── MATERIAL FOR THIS EXERCISE
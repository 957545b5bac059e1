//! # Reference Catalog
//!
//! Immutable lookup tables of protein targets, small-molecule ligands and cultured
//! cell lines. The catalog is built once (either from the bundled reference tables via
//! [`Catalog::builtin`] or from a TOML file via [`Catalog::load`]) and is only ever read
//! by the engines, so a single instance can be shared freely across threads.

mod builtin;
pub mod cell_line;
pub mod ligand;
pub mod protein;
pub mod registry;

pub use cell_line::{CellLineProfile, CellType};
pub use ligand::LigandProfile;
pub use protein::ProteinProfile;
pub use registry::{Catalog, CatalogData, CatalogError, EntityKind};
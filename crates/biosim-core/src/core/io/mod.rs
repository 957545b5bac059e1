//! File formats read and written by the library.
//!
//! Catalogs are stored as TOML and simulation time series as CSV. Both go through the
//! [`traits::DataFile`] interface; the engines themselves never touch the filesystem.

pub mod catalog;
pub mod timeseries;
pub mod traits;
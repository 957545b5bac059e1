use serde::{Deserialize, Serialize};

/// Physicochemical descriptors of a small-molecule ligand.
#[derive(Debug, Clone, PartialEq, Serialize, Deserialize)]
#[serde(deny_unknown_fields)]
pub struct LigandProfile {
    /// Catalog key, lower-case by convention (e.g. `aspirin`).
    pub id: String,
    pub name: String,
    /// Structure as a SMILES string.
    pub smiles: String,
    /// Molecular weight in g/mol.
    pub molecular_weight: f64,
    /// Octanol/water partition coefficient.
    pub log_p: f64,
    pub h_bond_donors: u32,
    pub h_bond_acceptors: u32,
    pub rotatable_bonds: u32,
}

impl LigandProfile {
    #[inline]
    pub fn h_bond_capacity(&self) -> u32 {
        self.h_bond_donors + self.h_bond_acceptors
    }

    pub(crate) fn validate(&self) -> Result<(), String> {
        if self.id.trim().is_empty() {
            return Err("identifier must not be empty".to_string());
        }
        if self.smiles.trim().is_empty() {
            return Err("SMILES must not be empty".to_string());
        }
        if !(self.molecular_weight.is_finite() && self.molecular_weight > 0.0) {
            return Err(format!(
                "molecular weight must be positive, got {}",
                self.molecular_weight
            ));
        }
        if !self.log_p.is_finite() {
            return Err(format!("LogP must be finite, got {}", self.log_p));
        }
        Ok(())
    }
}
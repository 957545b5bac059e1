//! # Workflows Module
//!
//! The public operations of the library. Each workflow resolves its inputs against the
//! [`Catalog`](crate::core::catalog::Catalog), validates them, drives the engine and
//! returns a plain serialisable result.
//!
//! - **Docking** ([`dock`]) - Ranked binding modes with interaction fingerprints
//! - **Culture simulation** ([`simulate`]) - Time series of population snapshots, eager
//!   ([`simulate::run`]) or lazy ([`simulate::CultureRun`])
//! - **Efficacy prediction** ([`predict`]) - Single-point and log-spaced dose-response
//!   evaluation

pub mod dock;
pub mod predict;
pub mod simulate;
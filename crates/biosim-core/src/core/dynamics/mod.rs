//! Models behind the cell-culture simulation.
//!
//! Each cell is an agent walking through G1, S, G2 and M at a speed modulated by the
//! incubator environment, the shared medium and an optional drug exposure. The types
//! here are pure state and arithmetic; the time loop lives in `engine::tasks`.

pub mod cell;
pub mod environment;
pub mod experiment;
pub mod metabolism;
pub mod snapshot;
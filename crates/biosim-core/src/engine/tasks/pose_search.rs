use crate::core::docking::fingerprint::{
    InteractionFingerprint, ResidueContact, assign_contacts, fingerprint,
};
use crate::core::docking::scoring::pose_affinity;
use crate::engine::context::DockingContext;
use crate::engine::error::EngineError;
use crate::engine::progress::Progress;
use crate::engine::utils::seed::stream_seed;
use rand::{Rng, SeedableRng};
use rand_chacha::ChaCha8Rng;
use rand_distr::{Distribution, StandardNormal};
use tracing::{debug, instrument};

#[cfg(feature = "parallel")]
use rayon::prelude::*;

/// An unranked pose produced by the search.
#[derive(Debug, Clone, PartialEq)]
pub struct PoseCandidate {
    /// Position in the search order; also selects the random stream.
    pub search_index: usize,
    pub affinity: f64,
    pub fingerprint: InteractionFingerprint,
    pub contacts: Vec<ResidueContact>,
    /// RMSD bounds to the best pose, used unless this pose ranks first.
    pub rmsd_bounds: (f64, f64),
}

fn round2(value: f64) -> f64 {
    (value * 100.0).round() / 100.0
}

fn generate(context: &DockingContext, search_index: usize) -> Result<PoseCandidate, EngineError> {
    let mut rng = ChaCha8Rng::seed_from_u64(stream_seed(context.seed, search_index as u64));

    let deviate: f64 = StandardNormal.sample(&mut rng);
    let affinity = pose_affinity(context.base_affinity, context.spread, deviate, search_index);
    if !affinity.is_finite() {
        return Err(EngineError::Computation {
            context: "pose affinity",
            value: affinity,
        });
    }

    let fingerprint = fingerprint(context.protein, context.ligand, affinity);
    let contacts = assign_contacts(context.protein, &fingerprint, &mut rng);

    // wider spread in affinity goes with larger conformational distance
    let scale = 0.5 + context.protein.flexibility_score.clamp(0.0, 1.0);
    let lower = round2(rng.gen_range(0.5..=2.0) * scale);
    let upper = round2(lower + rng.gen_range(0.5..=2.0));

    context.reporter.report(Progress::TaskIncrement);
    Ok(PoseCandidate {
        search_index,
        affinity,
        fingerprint,
        contacts,
        rmsd_bounds: (lower, upper),
    })
}

/// Generates `num_modes` candidate poses, each from its own seeded stream.
///
/// Pose `i` depends only on the run seed and `i`, so the candidates are identical whether
/// generated serially or in parallel, and a shorter search is a prefix of a longer one.
#[instrument(skip_all, name = "pose_search_task", fields(num_modes))]
pub fn run(context: &DockingContext, num_modes: usize) -> Result<Vec<PoseCandidate>, EngineError> {
    context.reporter.report(Progress::TaskStart {
        total_steps: num_modes as u64,
    });

    #[cfg(not(feature = "parallel"))]
    let iterator = 0..num_modes;

    #[cfg(feature = "parallel")]
    let iterator = (0..num_modes).into_par_iter();

    let candidates = iterator
        .map(|i| generate(context, i))
        .collect::<Result<Vec<_>, _>>()?;

    context.reporter.report(Progress::TaskFinish);
    debug!(
        base_affinity = context.base_affinity,
        spread = context.spread,
        "Generated {} pose candidates.",
        candidates.len()
    );
    Ok(candidates)
}
use super::config::{DoseResponseConfig, SimulationConfig};
use super::error::EngineError;
use super::progress::ProgressReporter;
use crate::core::catalog::{CellLineProfile, EntityKind, LigandProfile, ProteinProfile};
use crate::core::docking::scoring::{base_affinity, pose_spread};
use crate::core::dynamics::cell::CycleSchedule;
use crate::core::dynamics::environment::{EnvironmentConditions, EnvironmentEffect};
use crate::core::dynamics::experiment::Treatment;
use crate::core::response::HillCurve;
use std::f64::consts::LN_2;

/// Read-only inputs shared by every pose of one docking run.
#[derive(Clone, Copy)]
pub struct DockingContext<'a> {
    pub protein: &'a ProteinProfile,
    pub ligand: &'a LigandProfile,
    pub reporter: &'a ProgressReporter<'a>,
    pub seed: u64,
    pub base_affinity: f64,
    pub spread: f64,
}

impl<'a> DockingContext<'a> {
    pub fn new(
        protein: &'a ProteinProfile,
        ligand: &'a LigandProfile,
        reporter: &'a ProgressReporter<'a>,
        seed: u64,
    ) -> Self {
        Self {
            protein,
            ligand,
            reporter,
            seed,
            base_affinity: base_affinity(protein, ligand),
            spread: pose_spread(protein),
        }
    }
}

/// Growth and kill modifiers of a constant drug exposure.
#[derive(Debug, Clone, Copy, PartialEq)]
pub struct TreatmentEffect {
    /// Fractional efficacy `E` in `[0, 1]`.
    pub efficacy: f64,
    /// Multiplier on cycle progression, `1 - E/2`.
    pub growth_factor: f64,
    /// Additional per-hour death rate, `E · ln 2 / doubling_time`.
    pub kill_rate: f64,
}

impl TreatmentEffect {
    pub const NONE: Self = Self {
        efficacy: 0.0,
        growth_factor: 1.0,
        kill_rate: 0.0,
    };

    pub fn resolve(
        profile: &CellLineProfile,
        treatment: Option<&Treatment>,
        dose_response: &DoseResponseConfig,
    ) -> Result<Self, EngineError> {
        let Some(treatment) = treatment.filter(|t| !t.is_placebo()) else {
            return Ok(Self::NONE);
        };
        let ic50 = profile
            .ic50(&treatment.drug_class)
            .ok_or_else(|| EngineError::NotFound {
                kind: EntityKind::DrugClass,
                id: treatment.drug_class.clone(),
            })?;
        let curve = HillCurve::new(ic50, dose_response.hill_coefficient)?;
        let efficacy = curve.fractional_effect(treatment.concentration)?;
        Ok(Self {
            efficacy,
            growth_factor: 1.0 - 0.5 * efficacy,
            kill_rate: efficacy * LN_2 / profile.doubling_time,
        })
    }
}

/// Read-only inputs of one culture run.
#[derive(Clone, Copy)]
pub struct CultureContext<'a> {
    pub profile: &'a CellLineProfile,
    pub config: &'a SimulationConfig,
    pub schedule: CycleSchedule,
    pub environment: EnvironmentEffect,
    pub treatment: TreatmentEffect,
    pub reporter: &'a ProgressReporter<'a>,
}

impl<'a> CultureContext<'a> {
    pub fn new(
        profile: &'a CellLineProfile,
        config: &'a SimulationConfig,
        conditions: &EnvironmentConditions,
        treatment: Option<&Treatment>,
        reporter: &'a ProgressReporter<'a>,
    ) -> Result<Self, EngineError> {
        Ok(Self {
            profile,
            config,
            schedule: CycleSchedule::from_profile(profile),
            environment: config.tolerances.effect(conditions),
            treatment: TreatmentEffect::resolve(profile, treatment, &config.dose_response)?,
            reporter,
        })
    }
}
//! 标识符类型
//!
//! 定义节点、链路和流的唯一标识符。

use serde::{Deserialize, Serialize};

/// 节点标识符
#[derive(
    Debug, Clone, Copy, PartialEq, Eq, Hash, PartialOrd, Ord, Serialize, Deserialize,
)]
pub struct NodeId(pub usize);

impl NodeId {
    /// 广播目的地：交换机把此类段复制到所有直连主机。
    pub const BROADCAST: NodeId = NodeId(usize::MAX);

    pub fn is_broadcast(self) -> bool {
        self == Self::BROADCAST
    }
}

/// 链路标识符
#[derive(
    Debug, Clone, Copy, PartialEq, Eq, Hash, PartialOrd, Ord, Serialize, Deserialize,
)]
pub struct LinkId(pub usize);

/// 流标识符。每条数据流有一条派生的确认流（ACK stream）。
#[derive(
    Debug, Clone, Copy, PartialEq, Eq, Hash, PartialOrd, Ord, Serialize, Deserialize,
)]
pub struct FlowId(pub u64);

impl FlowId {
    const ACK_STREAM_BIT: u64 = 1 << 62;

    /// 控制器广播 CTRL 段使用的流
    pub const CONTROL: FlowId = FlowId(u64::MAX);

    /// 反方向（SYNACK/ACK/NACK/FINACK）使用的流
    pub fn ack_stream(self) -> FlowId {
        FlowId(self.0 | Self::ACK_STREAM_BIT)
    }

    /// 确认流对应的数据流
    pub fn data_stream(self) -> FlowId {
        FlowId(self.0 & !Self::ACK_STREAM_BIT)
    }

    /// 可以作为数据流使用的 id（不含确认流标志位）
    pub fn is_valid_data_flow(self) -> bool {
        self.0 < Self::ACK_STREAM_BIT
    }
}
//! 流描述与流记录

use std::collections::BTreeMap;

use serde::Serialize;

use crate::net::{FlowId, NodeId};
use crate::sim::SimTime;

/// 一条待仿真的流（由场景层提供）
#[derive(Debug, Clone, PartialEq, Eq)]
pub struct FlowSpec {
    pub id: FlowId,
    pub src: NodeId,
    pub dst: NodeId,
    pub size_segments: u64,
    pub start: SimTime,
}

/// 发送端维护的流记录，仿真结束后由统计快照读取
#[derive(Debug, Clone, Serialize)]
pub struct FlowRecord {
    pub id: FlowId,
    pub src: NodeId,
    pub dst: NodeId,
    pub size_segments: u64,
    pub start_time: Option<SimTime>,
    pub syn_ack_time: Option<SimTime>,
    pub data_start_time: Option<SimTime>,
    pub completion_time: Option<SimTime>,
    pub fin_sent_time: Option<SimTime>,
    pub fin_ack_time: Option<SimTime>,
    pub retransmissions: u64,
    /// seq -> 最近一次离开主机的时刻
    pub data_send_times: BTreeMap<u64, SimTime>,
    /// seq -> 最近一次 ACK 到达时刻（seq 0 为 SYNACK）
    pub ack_arrival_times: BTreeMap<u64, SimTime>,
}

impl FlowRecord {
    pub fn new(spec: &FlowSpec) -> Self {
        Self {
            id: spec.id,
            src: spec.src,
            dst: spec.dst,
            size_segments: spec.size_segments,
            start_time: None,
            syn_ack_time: None,
            data_start_time: None,
            completion_time: None,
            fin_sent_time: None,
            fin_ack_time: None,
            retransmissions: 0,
            data_send_times: BTreeMap::new(),
            ack_arrival_times: BTreeMap::new(),
        }
    }

    pub fn is_completed(&self) -> bool {
        self.completion_time.is_some()
    }

    /// 流完成时间（FCT）：从流启动到完成
    pub fn completion_duration(&self) -> Option<SimTime> {
        let start = self.start_time?;
        self.completion_time?.checked_sub(start)
    }
}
────
REQUIREMENT: Each line carrying the string "tables" should be copied out from the entries.

ANSWER AREA:
//! Immutable lookup tables of protein targets, small-molecule ligands and cultured
//! cell lines. The catalog is built once (either from the bundled reference tables via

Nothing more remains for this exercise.